EXERCISE GOAL | Scan the entries for lines with the word "enum" and copy those lines.

SOURCE MATERIAL |
//! The snapshot pipelines.

use std::{
    path::{Path, PathBuf},
    sync::{
        Arc,
        atomic::{AtomicU64, Ordering},
    },
    time::Duration,
};

use {
    chrono::Utc,
    futures::{Stream, StreamExt},
    thiserror::Error,
    tokio::{io::AsyncWriteExt, process::Command, sync::mpsc},
    tokio_stream::wrappers::ReceiverStream,
    tokio_util::{io::ReaderStream, sync::CancellationToken},
    tracing::{debug, info, warn},
};

use {
    warden_common::security::{generate_token, is_valid_token},
    warden_protocol::{R2Config, SNAPSHOT_KEY_PREFIX, SnapshotEvent},
};

use crate::presign::presign_url;

const PRESIGN_EXPIRES_SECS: u64 = 3600;
const PIPE_CHUNK_BYTES: usize = 64 * 1024;

#[derive(Debug, Error)]
enum SnapshotError {
    #[error("'{0}' is not a directory")]
    NotADirectory(String),

    #[error("{0}")]
    Presign(#[from] crate::presign::PresignError),

    #[error("object store returned {0}")]
    Status(reqwest::StatusCode),

    #[error("transfer failed: {0}")]
    Transfer(String),

    #[error("{tool} failed: {detail}")]
    Pipeline { tool: String, detail: String },

    #[error("io error: {0}")]
    Io(#[from] std::io::Error),
}

impl SnapshotError {
    /// Transfer-initiation failures worth a retry.
    fn is_transient(&self) -> bool {
        matches!(self, Self::Transfer(_)) || matches!(self, Self::Status(s) if s.is_server_error())
    }
}

impl From<reqwest::Error> for SnapshotError {
    fn from(e: reqwest::Error) -> Self {
        // reqwest errors can embed the full presigned URL; keep only the class.
        let kind = if e.is_connect() {
            "connect"
        } else if e.is_timeout() {
            "timeout"
        } else if e.is_body() || e.is_request() {
            "request"
        } else {
            "http"
        };
        Self::Transfer(format!("{kind} error"))
    }
}

/// Engine settings (see `SnapshotsConfig` in warden-config).
#[derive(Debug, Clone, Copy)]
pub struct EngineConfig {
    pub default_compression_level: i32,
    pub retry_limit: u32,
    pub retry_base_delay: Duration,
    pub progress_interval: Duration,
}
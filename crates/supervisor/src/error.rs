use thiserror::Error;

#[derive(Debug, Error)]
pub enum SupervisorError {
    #[error("process '{0}' not found")]
    NotFound(String),

    #[error("process id '{0}' is already in use")]
    AlreadyExists(String),

    #[error("process limit reached ({0} tracked processes)")]
    LimitReached(usize),

    #[error("command is empty")]
    EmptyCommand,

    #[error("failed to start command: {0}")]
    Spawn(String),

    #[error("command aborted by client")]
    Aborted,
}

pub type Result<T> = std::result::Result<T, SupervisorError>;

COMPLETED TASK |
enum SnapshotError {
pub enum SupervisorError {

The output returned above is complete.